Résumé
“Lorsque les premiers missionnaires sont arrivés en Afrique, ils avaient la Bible et nous, la terre. Ils nous ont demandé de prier. Alors, nous avons fermé les yeux pour prier. Quand nous les avons rouverts, la situation s’était inversée. Nous avions la Bible et eux la terre.” Jomo Kenyatta, premier président du Kenya
L'avis de Tënk
Pour aborder la question coloniale, Jean-Marie Teno se fait plus linéaire et pédagogue. La mémoire historique explique la violence, l’injustice, la répression et les traumatismes contemporains. Le film est une commande de la télévision allemande ZDF à l’occasion du centenaire du génocide des Hereros dans l’actuelle Namibie en 1904-1907. Pour comprendre le cheminement des Européens dans leur rapport à l’Afrique, Teno se concentre sur les missionnaires. On aide les gens mais pas à être autonome : la mission s’intègre dans le colonialisme d’État.
Là est pour Teno la source du malentendu colonial : convoquant archives d’époque et interviews, il documente cette alliance entre la volonté missionnaire et le fusil du colon, entre l’éthique chrétienne et les intérêts marchands, débouchant sur la Shoah et l’apartheid.
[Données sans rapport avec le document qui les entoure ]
//! Portal contract integration.
//!
//! # Data Flow
//! ```text
//! submit(message)
//!     → chain.rs (send poke/wave with gas hint)
//!     → blockchain::transaction (wait for confirmation)
//!
//! history()
//!     → chain.rs fetch_page (getAll* snapshot or eth_getLogs window)
//!     → history.rs (lazy, restartable stream of Interaction)
//!
//! subscribe(listener)
//!     → poller.rs (background log polling)
//!     → events::ListenerRegistry (fan-out to live listeners)
//! ```

pub mod abi;
pub mod chain;
pub mod history;
pub mod poller;

use std::future::Future;

use crate::blockchain::{BlockchainResult, SubmissionReceipt};
use crate::events::{Listener, Subscription};
use crate::session::Interaction;

pub use chain::ChainContract;

/// Adapter-defined position in the interaction history.
#[derive(Debug, Clone, Copy, PartialEq, Eq)]
pub struct PageCursor(pub u64);

/// One page of interaction history.
#[derive(Debug, Clone, Default)]
pub struct HistoryPage {
    /// Interactions on this page, oldest first.
    pub items: Vec<Interaction>,
    /// Where the next page starts; `None` on the last page.
    pub next: Option<PageCursor>,
}

/// Paged read of historical interactions.
pub trait HistorySource: Send + Sync {
    /// Fetch the page starting at `cursor`, or the first page when `None`.
    fn fetch_page(
        &self,
        cursor: Option<PageCursor>,
    ) -> impl Future<Output = BlockchainResult<HistoryPage>> + Send;
}

/// The external portal contract.
pub trait InteractionContract: HistorySource {
    /// Send one poke/wave and wait until it is confirmed.
    fn submit(
        &self,
        message: Option<String>,
    ) -> impl Future<Output = BlockchainResult<SubmissionReceipt>> + Send;

    /// Register a listener for new interactions.
    ///
    /// Resolves once delivery is live: every event emitted afterwards reaches
    /// the listener until the returned guard is dropped.
    fn subscribe(
        &self,
        listener: Listener<Interaction>,
    ) -> impl Future<Output = BlockchainResult<Subscription<Interaction>>> + Send;
}
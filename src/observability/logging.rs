//! Structured logging.
//!
//! # Responsibilities
//! - Initialize the tracing subscriber once at startup
//! - Pick pretty or JSON output from config
//!
//! # Design Decisions
//! - `RUST_LOG` overrides the configured level
//! - Logs go to stderr so command output on stdout stays clean

use tracing_subscriber::{fmt, layer::SubscriberExt, util::SubscriberInitExt, EnvFilter};

use crate::config::schema::{LogFormat, ObservabilityConfig};

/// Build the filter from `RUST_LOG`, falling back to the configured level.
pub fn env_filter(config: &ObservabilityConfig) -> EnvFilter {
    EnvFilter::try_from_default_env()
        .unwrap_or_else(|_| EnvFilter::new(format!("poke_portal={}", config.log_level.to_ascii_lowercase())))
}

/// Install the global subscriber.
pub fn init_logging(config: &ObservabilityConfig) -> Result<(), tracing_subscriber::util::TryInitError> {
    let registry = tracing_subscriber::registry().with(env_filter(config));

    match config.log_format {
        LogFormat::Json => registry
            .with(fmt::layer().json().with_writer(std::io::stderr))
            .try_init(),
        LogFormat::Pretty => registry
            .with(fmt::layer().with_writer(std::io::stderr))
            .try_init(),
    }
}

#[cfg(test)]
mod tests {
    use super::*;

    #[test]
    fn test_filter_uses_configured_level() {
        let config = ObservabilityConfig {
            log_level: "DEBUG".to_string(),
            ..Default::default()
        };
        if std::env::var("RUST_LOG").is_err() {
            assert_eq!(env_filter(&config).to_string(), "poke_portal=debug");
        }
    }
}
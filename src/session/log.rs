//! Interaction records and the locally cached log.

use alloy::primitives::Address;
use std::sync::{Mutex, MutexGuard, PoisonError};
use std::time::{Duration, SystemTime, UNIX_EPOCH};
use tokio::sync::watch;

use crate::observability::metrics;

/// One poke (or wave) recorded on chain.
#[derive(Debug, Clone, PartialEq, Eq)]
pub struct Interaction {
    /// Account that sent it.
    pub submitter: Address,
    /// When the contract recorded it.
    pub occurred_at: SystemTime,
    /// Attached message, absent when empty.
    pub message: Option<String>,
}

impl Interaction {
    /// Build from the contract's representation: Unix seconds and a possibly
    /// empty message.
    pub fn from_chain(submitter: Address, timestamp_secs: u64, message: String) -> Self {
        let millis = timestamp_secs.saturating_mul(1000);
        Self {
            submitter,
            occurred_at: UNIX_EPOCH + Duration::from_millis(millis),
            message: if message.is_empty() { None } else { Some(message) },
        }
    }

    /// Timestamp in milliseconds since the Unix epoch.
    pub fn unix_millis(&self) -> u128 {
        self.occurred_at
            .duration_since(UNIX_EPOCH)
            .unwrap_or_default()
            .as_millis()
    }
}

/// Insertion-ordered interactions.
///
/// Only ever replaced wholesale or appended to.
#[derive(Debug, Clone, Default)]
pub struct InteractionLog {
    entries: Vec<Interaction>,
}

impl InteractionLog {
    pub fn new() -> Self {
        Self::default()
    }

    /// Replace the whole log after a bulk read.
    pub fn replace(&mut self, entries: Vec<Interaction>) {
        self.entries = entries;
    }

    /// Append one live interaction.
    pub fn append(&mut self, interaction: Interaction) {
        self.entries.push(interaction);
    }

    pub fn len(&self) -> usize {
        self.entries.len()
    }

    pub fn is_empty(&self) -> bool {
        self.entries.is_empty()
    }

    /// Entries in insertion order.
    pub fn entries(&self) -> &[Interaction] {
        &self.entries
    }

    /// Entries sorted for display, newest first.
    pub fn newest_first(&self) -> Vec<Interaction> {
        let mut sorted = self.entries.clone();
        sorted.sort_by(|a, b| b.occurred_at.cmp(&a.occurred_at));
        sorted
    }
}

/// Log shared between the bulk-refresh path and live listeners.
///
/// Every mutation bumps a revision published on a watch channel.
#[derive(Debug)]
pub struct SharedLog {
    log: Mutex<InteractionLog>,
    revision: watch::Sender<u64>,
}

impl SharedLog {
    pub fn new() -> Self {
        let (revision, _) = watch::channel(0);
        Self {
            log: Mutex::new(InteractionLog::new()),
            revision,
        }
    }

    /// Replace the log wholesale.
    pub fn replace(&self, entries: Vec<Interaction>) {
        let len = {
            let mut log = self.lock();
            log.replace(entries);
            log.len()
        };
        metrics::record_log_size(len);
        self.bump();
    }

    /// Append a single entry.
    pub fn append(&self, interaction: Interaction) {
        let len = {
            let mut log = self.lock();
            log.append(interaction);
            log.len()
        };
        metrics::record_log_size(len);
        self.bump();
    }

    pub fn len(&self) -> usize {
        self.lock().len()
    }

    pub fn is_empty(&self) -> bool {
        self.lock().is_empty()
    }

    /// Copy of the entries in insertion order.
    pub fn entries(&self) -> Vec<Interaction> {
        self.lock().entries().to_vec()
    }

    /// Entries appended after the first `offset`, in insertion order.
    pub fn entries_since(&self, offset: usize) -> Vec<Interaction> {
        self.lock().entries().iter().skip(offset).cloned().collect()
    }

    /// Entries sorted for display, newest first.
    pub fn newest_first(&self) -> Vec<Interaction> {
        self.lock().newest_first()
    }

    /// Subscribe to mutation notifications.
    pub fn watch(&self) -> watch::Receiver<u64> {
        self.revision.subscribe()
    }

    fn bump(&self) {
        self.revision.send_modify(|rev| *rev += 1);
    }

    fn lock(&self) -> MutexGuard<'_, InteractionLog> {
        self.log.lock().unwrap_or_else(PoisonError::into_inner)
    }
}

impl Default for SharedLog {
    fn default() -> Self {
        Self::new()
    }
}
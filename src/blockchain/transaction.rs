//! Transaction confirmation monitoring.
//!
//! # Responsibilities
//! - Poll receipts for a broadcast transaction
//! - Count confirmations against the configured depth
//! - Report reverts and timeouts as errors

use alloy::network::ReceiptResponse;
use alloy::primitives::TxHash;
use std::time::Duration;
use tokio::time::{interval, timeout};

use crate::blockchain::client::BlockchainClient;
use crate::blockchain::types::{BlockchainError, BlockchainResult, ConfirmationStatus, SubmissionReceipt};

/// How often receipts are polled while waiting.
const RECEIPT_POLL_INTERVAL: Duration = Duration::from_secs(2);

/// Wait for a transaction to be confirmed.
///
/// # Arguments
/// * `client` - RPC client used for receipts and block height
/// * `tx_hash` - Transaction hash to monitor
/// * `timeout_secs` - Maximum time to wait for confirmation
pub async fn wait_for_confirmation(
    client: &BlockchainClient,
    tx_hash: TxHash,
    timeout_secs: u64,
) -> BlockchainResult<ConfirmationStatus> {
    let required_confirmations = client.confirmation_blocks();
    let timeout_duration = Duration::from_secs(timeout_secs);

    let result = timeout(timeout_duration, async {
        let mut ticker = interval(RECEIPT_POLL_INTERVAL);

        loop {
            ticker.tick().await;

            let receipt = match client.get_transaction_receipt(tx_hash).await? {
                Some(r) => r,
                None => {
                    tracing::debug!(tx_hash = %tx_hash, "Transaction pending");
                    continue;
                }
            };

            if !receipt.status() {
                return Ok(ConfirmationStatus::Failed(
                    "Transaction reverted".to_string(),
                ));
            }

            let current_block = client.get_block_number().await?;
            let tx_block = receipt.block_number.unwrap_or(current_block);
            let status = confirmation_status(tx_block, current_block, required_confirmations);

            if let ConfirmationStatus::Confirming { current, required } = status {
                tracing::debug!(
                    tx_hash = %tx_hash,
                    confirmations = current,
                    required,
                    "Waiting for confirmations"
                );
                continue;
            }
            return Ok(status);
        }
    })
    .await;

    match result {
        Ok(status) => status,
        Err(_) => Err(BlockchainError::ConfirmationTimeout(required_confirmations)),
    }
}

/// Wait for confirmation and turn the final status into a receipt.
pub async fn settle(
    client: &BlockchainClient,
    tx_hash: TxHash,
    timeout_secs: u64,
) -> BlockchainResult<SubmissionReceipt> {
    match wait_for_confirmation(client, tx_hash, timeout_secs).await? {
        ConfirmationStatus::Confirmed { block_number } => Ok(SubmissionReceipt {
            tx_hash,
            block_number,
        }),
        ConfirmationStatus::Failed(reason) => Err(BlockchainError::Reverted(reason)),
        ConfirmationStatus::Confirming { required, .. } => {
            Err(BlockchainError::ConfirmationTimeout(required))
        }
    }
}

/// Classify a mined transaction by how deep it is buried.
///
/// A transaction in the head block counts as one confirmation.
fn confirmation_status(tx_block: u64, current_block: u64, required: u32) -> ConfirmationStatus {
    let confirmations = current_block.saturating_sub(tx_block).saturating_add(1);
    let confirmations = u32::try_from(confirmations).unwrap_or(u32::MAX);

    if confirmations >= required {
        ConfirmationStatus::Confirmed { block_number: tx_block }
    } else {
        ConfirmationStatus::Confirming {
            current: confirmations,
            required,
        }
    }
}
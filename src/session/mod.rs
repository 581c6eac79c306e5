//! Wallet session and interaction lifecycle.
//!
//! # Data Flow
//! ```text
//! WalletProvider (injected)
//!     → controller.rs detect/request account, check network
//!     → state.rs (WalletSession, Idle/Pending submission state)
//!
//! InteractionContract (injected)
//!     → bulk history read  → log.rs replace
//!     → live subscription  → log.rs append
//!     → submit             → state.rs Pending guard
//! ```

pub mod controller;
pub mod log;
pub mod provider;
pub mod state;
pub mod types;

pub use controller::SessionController;
pub use log::{Interaction, InteractionLog, SharedLog};
pub use provider::WalletProvider;
pub use state::{SubmissionState, SubmissionTracker, WalletSession};
pub use types::{PortalError, PortalResult};
//! Configuration loading from disk.

use std::path::Path;
use std::fs;
use crate::config::schema::PortalConfig;
use crate::config::validation::{validate_config, ValidationError};

/// Error type for configuration loading.
#[derive(Debug)]
pub enum ConfigError {
    Io(std::io::Error),
    Parse(toml::de::Error),
    Validation(Vec<ValidationError>),
}

impl std::fmt::Display for ConfigError {
    fn fmt(&self, f: &mut std::fmt::Formatter<'_>) -> std::fmt::Result {
        match self {
            ConfigError::Io(e) => write!(f, "IO error: {}", e),
            ConfigError::Parse(e) => write!(f, "Parse error: {}", e),
            ConfigError::Validation(errors) => {
                write!(f, "Validation failed: ")?;
                for (i, err) in errors.iter().enumerate() {
                    if i > 0 { write!(f, ", ")?; }
                    write!(f, "{}", err)?;
                }
                Ok(())
            }
        }
    }
}

impl std::error::Error for ConfigError {}

/// Parse and validate configuration from TOML text.
pub fn parse_config(content: &str) -> Result<PortalConfig, ConfigError> {
    let config: PortalConfig = toml::from_str(content).map_err(ConfigError::Parse)?;

    validate_config(&config).map_err(ConfigError::Validation)?;

    Ok(config)
}

/// Load and validate configuration from a TOML file.
pub fn load_config(path: &Path) -> Result<PortalConfig, ConfigError> {
    let content = fs::read_to_string(path).map_err(ConfigError::Io)?;
    parse_config(&content)
}

/// Load the file if it exists, otherwise fall back to the built-in deployment.
pub fn load_or_default(path: &Path) -> Result<PortalConfig, ConfigError> {
    if path.exists() {
        load_config(path)
    } else {
        tracing::warn!(path = ?path, "Config file not found, using defaults");
        Ok(PortalConfig::default())
    }
}

#[cfg(test)]
mod tests {
    use super::*;

    #[test]
    fn test_load_from_file() {
        let path = std::env::temp_dir().join("poke_portal_loader_test.toml");
        fs::write(&path, "[network]\nchain_id = 31337\n").unwrap();

        let config = load_config(&path).unwrap();
        assert_eq!(config.network.chain_id, 31337);

        fs::remove_file(&path).unwrap_or_default();
    }

    #[test]
    fn test_missing_file_falls_back() {
        let path = Path::new("definitely/not/here/portal.toml");
        assert!(matches!(load_config(path), Err(ConfigError::Io(_))));

        let config = load_or_default(path).unwrap();
        assert_eq!(config.network.chain_id, 4);
    }

    #[test]
    fn test_parse_error() {
        let err = parse_config("[network\nchain_id = 1").unwrap_err();
        assert!(err.to_string().starts_with("Parse error"));
    }

    #[test]
    fn test_validation_error_display() {
        let err = parse_config("[contract]\naddress = \"nope\"\n").unwrap_err();
        assert_eq!(
            err.to_string(),
            "Validation failed: invalid contract address 'nope'"
        );
    }
}
//! Metrics collection and exposition.
//!
//! # Metrics
//! - `portal_submissions_total` (counter): submissions by outcome
//! - `portal_interactions_received_total` (counter): by source (history, live)
//! - `portal_log_size` (gauge): entries in the local interaction log
//! - `portal_active_listeners` (gauge): live event listeners
//! - `portal_rpc_healthy` (gauge): 1=reachable, 0=unreachable

use ::metrics::{counter, gauge};
use metrics_exporter_prometheus::{BuildError, PrometheusBuilder};
use std::net::SocketAddr;

/// Install the Prometheus exporter with an HTTP scrape listener.
///
/// Must be called from within a Tokio runtime.
pub fn init_metrics(addr: SocketAddr) -> Result<(), BuildError> {
    PrometheusBuilder::new().with_http_listener(addr).install()?;
    tracing::info!(address = %addr, "Metrics exporter listening");
    Ok(())
}

pub fn record_submission(outcome: &'static str) {
    counter!("portal_submissions_total", "outcome" => outcome).increment(1);
}

pub fn record_interactions_received(source: &'static str, count: usize) {
    counter!("portal_interactions_received_total", "source" => source).increment(count as u64);
}

pub fn record_log_size(len: usize) {
    gauge!("portal_log_size").set(len as f64);
}

pub fn record_active_listeners(count: usize) {
    gauge!("portal_active_listeners").set(count as f64);
}

pub fn record_rpc_health(healthy: bool) {
    gauge!("portal_rpc_healthy").set(if healthy { 1.0 } else { 0.0 });
}
//! Retry pacing for the event poller.

use rand::Rng;
use std::time::Duration;

use crate::config::RetryConfig;

/// Doubling delay between consecutive failures, capped and jittered.
#[derive(Debug, Clone)]
pub struct Backoff {
    base_ms: u64,
    max_ms: u64,
    failures: u32,
}

impl Backoff {
    /// Start with no recorded failures.
    pub fn new(retry: &RetryConfig) -> Self {
        Self {
            base_ms: retry.base_delay_ms,
            max_ms: retry.max_delay_ms,
            failures: 0,
        }
    }

    /// Record a failure and return how long to wait before the next attempt.
    ///
    /// The n-th consecutive failure waits `base * 2^(n-1)` capped at `max`,
    /// plus up to 10% jitter.
    pub fn next_delay(&mut self) -> Duration {
        self.failures = self.failures.saturating_add(1);

        let shift = (self.failures - 1).min(63);
        let delay = self.base_ms.saturating_mul(1u64 << shift).min(self.max_ms);
        let jitter = rand::thread_rng().gen_range(0..=delay / 10);

        Duration::from_millis(delay.saturating_add(jitter))
    }

    /// Forget past failures after a successful attempt.
    pub fn reset(&mut self) {
        self.failures = 0;
    }

    /// Consecutive failures since the last reset.
    pub fn failures(&self) -> u32 {
        self.failures
    }
}
//! Shutdown coordination for background tasks.

use std::sync::atomic::{AtomicBool, Ordering};
use tokio::sync::broadcast;

/// One-shot stop signal for the tasks an adapter spawns.
///
/// Tasks subscribe before they start; triggering is idempotent.
#[derive(Debug)]
pub struct Shutdown {
    tx: broadcast::Sender<()>,
    triggered: AtomicBool,
}

impl Shutdown {
    /// Create a new shutdown coordinator.
    pub fn new() -> Self {
        let (tx, _) = broadcast::channel(1);
        Self {
            tx,
            triggered: AtomicBool::new(false),
        }
    }

    /// Subscribe to the shutdown signal.
    pub fn subscribe(&self) -> broadcast::Receiver<()> {
        self.tx.subscribe()
    }

    /// Fire the signal. Later calls do nothing.
    pub fn trigger(&self) {
        if !self.triggered.swap(true, Ordering::SeqCst) {
            let tasks = self.tx.send(()).unwrap_or(0);
            tracing::debug!(tasks, "Shutdown triggered");
        }
    }

    /// Whether the signal has fired.
    pub fn is_triggered(&self) -> bool {
        self.triggered.load(Ordering::SeqCst)
    }

    /// Number of tasks still listening.
    pub fn receiver_count(&self) -> usize {
        self.tx.receiver_count()
    }
}

impl Default for Shutdown {
    fn default() -> Self {
        Self::new()
    }
}
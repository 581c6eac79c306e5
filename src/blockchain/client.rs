//! Blockchain RPC client with timeout and error handling.
//!
//! # Responsibilities
//! - Connect to JSON-RPC endpoint
//! - Query chain state (chain id, block number, receipts, logs)
//! - Handle timeouts and network errors gracefully
//! - Fail over to secondary endpoints

use alloy::providers::{Provider, ProviderBuilder};
use alloy::primitives::TxHash;
use alloy::rpc::types::{Filter, Log, TransactionReceipt};
use std::future::Future;
use std::sync::Arc;
use std::time::Duration;
use tokio::time::timeout;

use crate::blockchain::types::{BlockchainError, BlockchainResult, ChainId, NetworkConfig};
use crate::observability::metrics;

/// Blockchain RPC client wrapper with failover support.
#[derive(Clone)]
pub struct BlockchainClient {
    /// List of providers (primary + failovers).
    providers: Vec<Arc<dyn Provider + Send + Sync>>,
    /// Configuration.
    config: NetworkConfig,
    /// Request timeout duration.
    timeout_duration: Duration,
}

impl BlockchainClient {
    /// Create a new blockchain client.
    ///
    /// Does not touch the network; an unreachable endpoint surfaces on the
    /// first query instead.
    pub fn new(config: NetworkConfig) -> BlockchainResult<Self> {
        let timeout_duration = Duration::from_secs(config.rpc_timeout_secs);
        let mut providers = Vec::new();

        let primary_url: url::Url = config.rpc_url.parse().map_err(|e| {
            BlockchainError::Rpc(format!("Invalid RPC URL '{}': {}", config.rpc_url, e))
        })?;
        providers.push(Arc::new(ProviderBuilder::new().connect_http(primary_url)) as Arc<dyn Provider + Send + Sync>);

        for url_str in &config.failover_urls {
            if let Ok(url) = url_str.parse() {
                providers.push(Arc::new(ProviderBuilder::new().connect_http(url)) as Arc<dyn Provider + Send + Sync>);
            } else {
                tracing::warn!(url = %url_str, "Ignoring invalid failover RPC URL");
            }
        }

        tracing::debug!(
            rpc_url = %config.rpc_url,
            providers = providers.len(),
            "Blockchain client initialized"
        );

        Ok(Self {
            providers,
            config,
            timeout_duration,
        })
    }

    /// Get the chain ID from the RPC.
    pub async fn get_chain_id(&self) -> BlockchainResult<ChainId> {
        self.with_failover("get chain id", |p| async move { p.get_chain_id().await })
            .await
            .map(ChainId)
    }

    /// Get the latest block number.
    pub async fn get_block_number(&self) -> BlockchainResult<u64> {
        self.with_failover("get block number", |p| async move { p.get_block_number().await })
            .await
    }

    /// Get a transaction receipt by hash.
    pub async fn get_transaction_receipt(
        &self,
        tx_hash: TxHash,
    ) -> BlockchainResult<Option<TransactionReceipt>> {
        self.with_failover("get receipt", |p| async move {
            p.get_transaction_receipt(tx_hash).await
        })
        .await
    }

    /// Get logs matching a filter.
    pub async fn get_logs(&self, filter: &Filter) -> BlockchainResult<Vec<Log>> {
        self.with_failover("get logs", |p| async move { p.get_logs(filter).await })
            .await
    }

    /// Run `call` against each provider in turn until one answers in time.
    async fn with_failover<T, E, F, Fut>(&self, op: &str, call: F) -> BlockchainResult<T>
    where
        E: std::fmt::Display,
        F: Fn(Arc<dyn Provider + Send + Sync>) -> Fut,
        Fut: Future<Output = Result<T, E>>,
    {
        for (i, provider) in self.providers.iter().enumerate() {
            match timeout(self.timeout_duration, call(Arc::clone(provider))).await {
                Ok(Ok(result)) => return Ok(result),
                Ok(Err(e)) => {
                    tracing::warn!(provider_idx = i, op, error = %e, "RPC error, trying next provider")
                }
                Err(_) => tracing::warn!(provider_idx = i, op, "RPC timeout, trying next provider"),
            }
        }
        Err(BlockchainError::Rpc(format!("All RPC providers failed to {}", op)))
    }

    /// Check if the blockchain is reachable and healthy.
    ///
    /// Returns true if we can query the block number.
    pub async fn is_healthy(&self) -> bool {
        let healthy = self.get_block_number().await.is_ok();
        metrics::record_rpc_health(healthy);
        healthy
    }

    /// Get the configuration.
    pub fn config(&self) -> &NetworkConfig {
        &self.config
    }

    /// Get the number of confirmation blocks required.
    pub fn confirmation_blocks(&self) -> u32 {
        self.config.confirmation_blocks
    }
}

impl std::fmt::Debug for BlockchainClient {
    fn fmt(&self, f: &mut std::fmt::Formatter<'_>) -> std::fmt::Result {
        f.debug_struct("BlockchainClient")
            .field("rpc_url", &self.config.rpc_url)
            .field("chain_id", &self.config.chain_id)
            .field("timeout_secs", &self.config.rpc_timeout_secs)
            .finish()
    }
}
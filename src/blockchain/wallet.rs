//! Local signer wallet.
//!
//! Stands in for a browser wallet extension: it owns the credential, decides
//! which accounts the portal may see, and reports the network it is on.
//!
//! # Security
//! - Private keys are loaded ONLY from environment variables
//! - Keys are never logged or serialized

use alloy::network::EthereumWallet;
use alloy::primitives::Address;
use alloy::signers::local::PrivateKeySigner;
use std::sync::atomic::{AtomicBool, Ordering};
use std::sync::Arc;

use crate::blockchain::client::BlockchainClient;
use crate::blockchain::types::{BlockchainError, BlockchainResult, ChainId};
use crate::config::WalletConfig;
use crate::session::provider::WalletProvider;

/// Wallet holding a signing key and its authorization state.
#[derive(Debug, Clone)]
pub struct Wallet {
    /// The underlying signer (private key).
    signer: PrivateKeySigner,
    /// Whether the account has been revealed to the portal.
    authorized: Arc<AtomicBool>,
}

impl Wallet {
    /// Create a wallet from a hex-encoded private key string.
    ///
    /// # Arguments
    /// * `private_key_hex` - Hex string (with or without 0x prefix)
    /// * `authorized` - Whether the account is already visible to the portal
    pub fn from_private_key(private_key_hex: &str, authorized: bool) -> BlockchainResult<Self> {
        let key_hex = private_key_hex.strip_prefix("0x").unwrap_or(private_key_hex);

        let signer: PrivateKeySigner = key_hex
            .parse()
            .map_err(|e| BlockchainError::Wallet(format!("Invalid private key format: {}", e)))?;

        tracing::info!(
            address = %signer.address(),
            authorized,
            "Wallet initialized"
        );

        Ok(Self {
            signer,
            authorized: Arc::new(AtomicBool::new(authorized)),
        })
    }

    /// Load wallet from the environment variable named in the config.
    pub fn from_env(config: &WalletConfig) -> BlockchainResult<Self> {
        let private_key = std::env::var(&config.key_env).map_err(|_| {
            BlockchainError::Wallet(format!(
                "Environment variable {} not set",
                config.key_env
            ))
        })?;

        Self::from_private_key(&private_key, config.auto_connect)
    }

    /// Get the wallet's address.
    pub fn address(&self) -> Address {
        self.signer.address()
    }

    /// Whether the account is currently revealed to the portal.
    pub fn is_authorized(&self) -> bool {
        self.authorized.load(Ordering::SeqCst)
    }

    /// Reveal the account to the portal.
    pub fn authorize(&self) {
        self.authorized.store(true, Ordering::SeqCst);
    }

    /// Signing wallet for transaction providers.
    pub fn ethereum_wallet(&self) -> EthereumWallet {
        EthereumWallet::from(self.signer.clone())
    }
}

/// [`WalletProvider`] backed by a local [`Wallet`] and an RPC endpoint.
#[derive(Debug, Clone)]
pub struct LocalWalletProvider {
    wallet: Wallet,
    client: BlockchainClient,
}

impl LocalWalletProvider {
    /// Pair a wallet with the client used to report the active network.
    pub fn new(wallet: Wallet, client: BlockchainClient) -> Self {
        Self { wallet, client }
    }
}

impl WalletProvider for LocalWalletProvider {
    async fn get_authorized_accounts(&self) -> BlockchainResult<Vec<Address>> {
        if self.wallet.is_authorized() {
            Ok(vec![self.wallet.address()])
        } else {
            Ok(Vec::new())
        }
    }

    async fn request_accounts(&self) -> BlockchainResult<Vec<Address>> {
        self.wallet.authorize();
        tracing::info!(address = %self.wallet.address(), "Account authorized");
        Ok(vec![self.wallet.address()])
    }

    async fn get_chain_id(&self) -> BlockchainResult<ChainId> {
        self.client.get_chain_id().await
    }
}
La charité des ONG évite de sortir de la logique coloniale tandis que les Africains sont dépouillés de leur mental. Le constat de Teno est amer. Ce commentaire méditatif qui accompagne tous ses films n’est pas l’étalage d’une thèse mais le partage d’une interrogation, un appel à évoluer, un cri. Il n’est pas pessimiste, il est lucide : cela prendra longtemps.